Directions
Nothing should differ. Repeat every record as written.

Dataset entries

-------------------------

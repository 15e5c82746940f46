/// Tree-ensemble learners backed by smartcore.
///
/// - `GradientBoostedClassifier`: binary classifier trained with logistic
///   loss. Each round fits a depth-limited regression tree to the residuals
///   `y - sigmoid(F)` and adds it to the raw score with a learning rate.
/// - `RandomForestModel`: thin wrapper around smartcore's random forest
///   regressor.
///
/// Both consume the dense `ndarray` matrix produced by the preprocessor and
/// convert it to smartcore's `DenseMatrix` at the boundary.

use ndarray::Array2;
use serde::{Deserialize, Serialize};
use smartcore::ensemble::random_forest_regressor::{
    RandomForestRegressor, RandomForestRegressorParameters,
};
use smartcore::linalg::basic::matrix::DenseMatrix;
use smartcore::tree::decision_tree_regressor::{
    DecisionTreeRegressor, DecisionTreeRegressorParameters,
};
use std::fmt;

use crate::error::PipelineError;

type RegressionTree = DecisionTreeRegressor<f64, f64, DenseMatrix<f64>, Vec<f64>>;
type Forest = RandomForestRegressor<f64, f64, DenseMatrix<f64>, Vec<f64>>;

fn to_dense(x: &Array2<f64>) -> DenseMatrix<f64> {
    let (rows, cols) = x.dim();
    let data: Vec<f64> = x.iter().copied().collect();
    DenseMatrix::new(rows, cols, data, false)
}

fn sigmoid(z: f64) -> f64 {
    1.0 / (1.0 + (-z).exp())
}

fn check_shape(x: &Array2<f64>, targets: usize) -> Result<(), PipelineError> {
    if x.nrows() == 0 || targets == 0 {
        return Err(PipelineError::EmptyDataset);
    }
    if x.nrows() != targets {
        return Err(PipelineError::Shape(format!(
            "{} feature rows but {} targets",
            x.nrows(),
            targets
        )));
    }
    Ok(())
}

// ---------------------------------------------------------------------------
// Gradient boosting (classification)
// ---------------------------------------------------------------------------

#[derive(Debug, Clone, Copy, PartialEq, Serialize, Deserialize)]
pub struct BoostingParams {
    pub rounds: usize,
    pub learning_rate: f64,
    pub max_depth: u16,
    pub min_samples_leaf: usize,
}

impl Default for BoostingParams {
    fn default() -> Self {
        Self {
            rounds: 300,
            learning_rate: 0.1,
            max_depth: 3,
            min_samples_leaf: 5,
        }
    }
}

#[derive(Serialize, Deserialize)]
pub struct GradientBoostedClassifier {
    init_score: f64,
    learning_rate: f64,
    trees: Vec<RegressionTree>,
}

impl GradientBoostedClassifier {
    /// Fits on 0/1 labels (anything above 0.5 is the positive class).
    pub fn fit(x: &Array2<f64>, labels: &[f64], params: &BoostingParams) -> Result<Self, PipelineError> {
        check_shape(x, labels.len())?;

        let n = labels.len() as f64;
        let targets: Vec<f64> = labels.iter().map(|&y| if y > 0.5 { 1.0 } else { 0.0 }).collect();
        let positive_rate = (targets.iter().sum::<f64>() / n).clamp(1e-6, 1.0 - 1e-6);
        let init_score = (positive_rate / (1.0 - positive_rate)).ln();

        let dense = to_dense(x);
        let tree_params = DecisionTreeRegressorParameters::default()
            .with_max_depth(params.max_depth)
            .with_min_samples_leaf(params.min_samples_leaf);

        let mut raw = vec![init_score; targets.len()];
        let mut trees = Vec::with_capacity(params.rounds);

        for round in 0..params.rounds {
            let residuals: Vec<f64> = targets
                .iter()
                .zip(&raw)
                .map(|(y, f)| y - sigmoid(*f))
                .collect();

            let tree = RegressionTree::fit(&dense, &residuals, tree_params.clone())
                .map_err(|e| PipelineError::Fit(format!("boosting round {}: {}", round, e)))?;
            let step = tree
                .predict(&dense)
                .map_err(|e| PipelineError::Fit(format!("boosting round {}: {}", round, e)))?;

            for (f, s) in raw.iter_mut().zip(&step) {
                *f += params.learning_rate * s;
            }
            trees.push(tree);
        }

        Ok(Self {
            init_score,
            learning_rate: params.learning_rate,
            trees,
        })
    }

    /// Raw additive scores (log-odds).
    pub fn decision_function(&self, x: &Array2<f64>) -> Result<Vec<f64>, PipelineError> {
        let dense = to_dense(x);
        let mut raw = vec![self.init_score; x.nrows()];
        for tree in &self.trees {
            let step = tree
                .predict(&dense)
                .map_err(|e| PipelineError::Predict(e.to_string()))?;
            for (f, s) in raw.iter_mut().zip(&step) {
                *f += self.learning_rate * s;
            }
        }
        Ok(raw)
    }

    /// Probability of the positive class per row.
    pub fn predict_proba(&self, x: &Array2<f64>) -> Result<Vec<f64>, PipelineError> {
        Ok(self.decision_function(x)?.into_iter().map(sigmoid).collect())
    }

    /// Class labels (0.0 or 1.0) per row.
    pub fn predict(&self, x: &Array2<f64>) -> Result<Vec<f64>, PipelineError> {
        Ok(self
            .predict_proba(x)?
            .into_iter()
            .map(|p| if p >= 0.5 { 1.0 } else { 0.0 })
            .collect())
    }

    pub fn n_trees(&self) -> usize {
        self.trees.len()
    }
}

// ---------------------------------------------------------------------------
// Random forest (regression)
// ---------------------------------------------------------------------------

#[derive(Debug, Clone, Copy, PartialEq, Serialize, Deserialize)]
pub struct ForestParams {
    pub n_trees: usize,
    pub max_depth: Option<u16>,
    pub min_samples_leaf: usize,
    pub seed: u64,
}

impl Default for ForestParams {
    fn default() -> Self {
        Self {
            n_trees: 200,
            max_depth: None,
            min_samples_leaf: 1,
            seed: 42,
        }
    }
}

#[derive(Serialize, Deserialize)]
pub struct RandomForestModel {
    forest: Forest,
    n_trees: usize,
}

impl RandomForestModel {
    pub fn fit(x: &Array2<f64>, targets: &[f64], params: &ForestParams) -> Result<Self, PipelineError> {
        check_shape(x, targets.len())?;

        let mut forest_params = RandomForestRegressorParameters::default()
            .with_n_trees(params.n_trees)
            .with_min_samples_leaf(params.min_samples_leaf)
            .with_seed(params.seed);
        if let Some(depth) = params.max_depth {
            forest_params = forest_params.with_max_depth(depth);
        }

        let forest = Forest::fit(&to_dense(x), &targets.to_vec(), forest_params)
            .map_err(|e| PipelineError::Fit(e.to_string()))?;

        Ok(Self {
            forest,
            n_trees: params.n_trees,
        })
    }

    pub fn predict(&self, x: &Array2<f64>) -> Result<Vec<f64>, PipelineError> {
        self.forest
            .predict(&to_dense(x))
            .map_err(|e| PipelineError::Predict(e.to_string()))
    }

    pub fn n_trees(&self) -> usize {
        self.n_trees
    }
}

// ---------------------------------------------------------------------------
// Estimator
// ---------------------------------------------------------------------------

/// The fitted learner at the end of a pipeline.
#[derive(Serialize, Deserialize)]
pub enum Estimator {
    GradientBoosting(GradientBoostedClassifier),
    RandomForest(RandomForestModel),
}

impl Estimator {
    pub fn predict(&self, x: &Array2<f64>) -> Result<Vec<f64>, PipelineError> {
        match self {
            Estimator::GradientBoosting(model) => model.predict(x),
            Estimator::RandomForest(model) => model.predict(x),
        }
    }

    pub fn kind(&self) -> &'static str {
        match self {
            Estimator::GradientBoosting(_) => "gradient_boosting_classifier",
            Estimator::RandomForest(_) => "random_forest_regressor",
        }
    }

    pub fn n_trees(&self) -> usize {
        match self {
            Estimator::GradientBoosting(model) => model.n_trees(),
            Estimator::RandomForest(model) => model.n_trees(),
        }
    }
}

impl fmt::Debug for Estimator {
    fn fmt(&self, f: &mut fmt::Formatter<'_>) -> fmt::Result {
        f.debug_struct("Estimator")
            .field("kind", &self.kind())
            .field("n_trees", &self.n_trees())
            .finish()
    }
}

-------------------------

Answer box
repository 15e5c82746940f46
/// Tree-ensemble learners backed by smartcore.
///
/// - `GradientBoostedClassifier`: binary classifier trained with logistic
///   loss. Each round fits a depth-limited regression tree to the residuals
///   `y - sigmoid(F)` and adds it to the raw score with a learning rate.
/// - `RandomForestModel`: thin wrapper around smartcore's random forest
///   regressor.
///
/// Both consume the dense `ndarray` matrix produced by the preprocessor and
/// convert it to smartcore's `DenseMatrix` at the boundary.

use ndarray::Array2;
use serde::{Deserialize, Serialize};
use smartcore::ensemble::random_forest_regressor::{
    RandomForestRegressor, RandomForestRegressorParameters,
};
use smartcore::linalg::basic::matrix::DenseMatrix;
use smartcore::tree::decision_tree_regressor::{
    DecisionTreeRegressor, DecisionTreeRegressorParameters,
};
use std::fmt;

use crate::error::PipelineError;

type RegressionTree = DecisionTreeRegressor<f64, f64, DenseMatrix<f64>, Vec<f64>>;
type Forest = RandomForestRegressor<f64, f64, DenseMatrix<f64>, Vec<f64>>;

fn to_dense(x: &Array2<f64>) -> DenseMatrix<f64> {
    let (rows, cols) = x.dim();
    let data: Vec<f64> = x.iter().copied().collect();
    DenseMatrix::new(rows, cols, data, false)
}

fn sigmoid(z: f64) -> f64 {
    1.0 / (1.0 + (-z).exp())
}

fn check_shape(x: &Array2<f64>, targets: usize) -> Result<(), PipelineError> {
    if x.nrows() == 0 || targets == 0 {
        return Err(PipelineError::EmptyDataset);
    }
    if x.nrows() != targets {
        return Err(PipelineError::Shape(format!(
            "{} feature rows but {} targets",
            x.nrows(),
            targets
        )));
    }
    Ok(())
}

// ---------------------------------------------------------------------------
// Gradient boosting (classification)
// ---------------------------------------------------------------------------

#[derive(Debug, Clone, Copy, PartialEq, Serialize, Deserialize)]
pub struct BoostingParams {
    pub rounds: usize,
    pub learning_rate: f64,
    pub max_depth: u16,
    pub min_samples_leaf: usize,
}

impl Default for BoostingParams {
    fn default() -> Self {
        Self {
            rounds: 300,
            learning_rate: 0.1,
            max_depth: 3,
            min_samples_leaf: 5,
        }
    }
}

#[derive(Serialize, Deserialize)]
pub struct GradientBoostedClassifier {
    init_score: f64,
    learning_rate: f64,
    trees: Vec<RegressionTree>,
}

impl GradientBoostedClassifier {
    /// Fits on 0/1 labels (anything above 0.5 is the positive class).
    pub fn fit(x: &Array2<f64>, labels: &[f64], params: &BoostingParams) -> Result<Self, PipelineError> {
        check_shape(x, labels.len())?;

        let n = labels.len() as f64;
        let targets: Vec<f64> = labels.iter().map(|&y| if y > 0.5 { 1.0 } else { 0.0 }).collect();
        let positive_rate = (targets.iter().sum::<f64>() / n).clamp(1e-6, 1.0 - 1e-6);
        let init_score = (positive_rate / (1.0 - positive_rate)).ln();

        let dense = to_dense(x);
        let tree_params = DecisionTreeRegressorParameters::default()
            .with_max_depth(params.max_depth)
            .with_min_samples_leaf(params.min_samples_leaf);

        let mut raw = vec![init_score; targets.len()];
        let mut trees = Vec::with_capacity(params.rounds);

        for round in 0..params.rounds {
            let residuals: Vec<f64> = targets
                .iter()
                .zip(&raw)
                .map(|(y, f)| y - sigmoid(*f))
                .collect();

            let tree = RegressionTree::fit(&dense, &residuals, tree_params.clone())
                .map_err(|e| PipelineError::Fit(format!("boosting round {}: {}", round, e)))?;
            let step = tree
                .predict(&dense)
                .map_err(|e| PipelineError::Fit(format!("boosting round {}: {}", round, e)))?;

            for (f, s) in raw.iter_mut().zip(&step) {
                *f += params.learning_rate * s;
            }
            trees.push(tree);
        }

        Ok(Self {
            init_score,
            learning_rate: params.learning_rate,
            trees,
        })
    }

    /// Raw additive scores (log-odds).
    pub fn decision_function(&self, x: &Array2<f64>) -> Result<Vec<f64>, PipelineError> {
        let dense = to_dense(x);
        let mut raw = vec![self.init_score; x.nrows()];
        for tree in &self.trees {
            let step = tree
                .predict(&dense)
                .map_err(|e| PipelineError::Predict(e.to_string()))?;
            for (f, s) in raw.iter_mut().zip(&step) {
                *f += self.learning_rate * s;
            }
        }
        Ok(raw)
    }

    /// Probability of the positive class per row.
    pub fn predict_proba(&self, x: &Array2<f64>) -> Result<Vec<f64>, PipelineError> {
        Ok(self.decision_function(x)?.into_iter().map(sigmoid).collect())
    }

    /// Class labels (0.0 or 1.0) per row.
    pub fn predict(&self, x: &Array2<f64>) -> Result<Vec<f64>, PipelineError> {
        Ok(self
            .predict_proba(x)?
            .into_iter()
            .map(|p| if p >= 0.5 { 1.0 } else { 0.0 })
            .collect())
    }

    pub fn n_trees(&self) -> usize {
        self.trees.len()
    }
}

// ---------------------------------------------------------------------------
// Random forest (regression)
// ---------------------------------------------------------------------------

#[derive(Debug, Clone, Copy, PartialEq, Serialize, Deserialize)]
pub struct ForestParams {
    pub n_trees: usize,
    pub max_depth: Option<u16>,
    pub min_samples_leaf: usize,
    pub seed: u64,
}

impl Default for ForestParams {
    fn default() -> Self {
        Self {
            n_trees: 200,
            max_depth: None,
            min_samples_leaf: 1,
            seed: 42,
        }
    }
}

#[derive(Serialize, Deserialize)]
pub struct RandomForestModel {
    forest: Forest,
    n_trees: usize,
}

impl RandomForestModel {
    pub fn fit(x: &Array2<f64>, targets: &[f64], params: &ForestParams) -> Result<Self, PipelineError> {
        check_shape(x, targets.len())?;

        let mut forest_params = RandomForestRegressorParameters::default()
            .with_n_trees(params.n_trees)
            .with_min_samples_leaf(params.min_samples_leaf)
            .with_seed(params.seed);
        if let Some(depth) = params.max_depth {
            forest_params = forest_params.with_max_depth(depth);
        }

        let forest = Forest::fit(&to_dense(x), &targets.to_vec(), forest_params)
            .map_err(|e| PipelineError::Fit(e.to_string()))?;

        Ok(Self {
            forest,
            n_trees: params.n_trees,
        })
    }

    pub fn predict(&self, x: &Array2<f64>) -> Result<Vec<f64>, PipelineError> {
        self.forest
            .predict(&to_dense(x))
            .map_err(|e| PipelineError::Predict(e.to_string()))
    }

    pub fn n_trees(&self) -> usize {
        self.n_trees
    }
}

// ---------------------------------------------------------------------------
// Estimator
// ---------------------------------------------------------------------------

/// The fitted learner at the end of a pipeline.
#[derive(Serialize, Deserialize)]
pub enum Estimator {
    GradientBoosting(GradientBoostedClassifier),
    RandomForest(RandomForestModel),
}

impl Estimator {
    pub fn predict(&self, x: &Array2<f64>) -> Result<Vec<f64>, PipelineError> {
        match self {
            Estimator::GradientBoosting(model) => model.predict(x),
            Estimator::RandomForest(model) => model.predict(x),
        }
    }

    pub fn kind(&self) -> &'static str {
        match self {
            Estimator::GradientBoosting(_) => "gradient_boosting_classifier",
            Estimator::RandomForest(_) => "random_forest_regressor",
        }
    }

    pub fn n_trees(&self) -> usize {
        match self {
            Estimator::GradientBoosting(model) => model.n_trees(),
            Estimator::RandomForest(model) => model.n_trees(),
        }
    }
}

impl fmt::Debug for Estimator {
    fn fmt(&self, f: &mut fmt::Formatter<'_>) -> fmt::Result {
        f.debug_struct("Estimator")
            .field("kind", &self.kind())
            .field("n_trees", &self.n_trees())
            .finish()
    }
}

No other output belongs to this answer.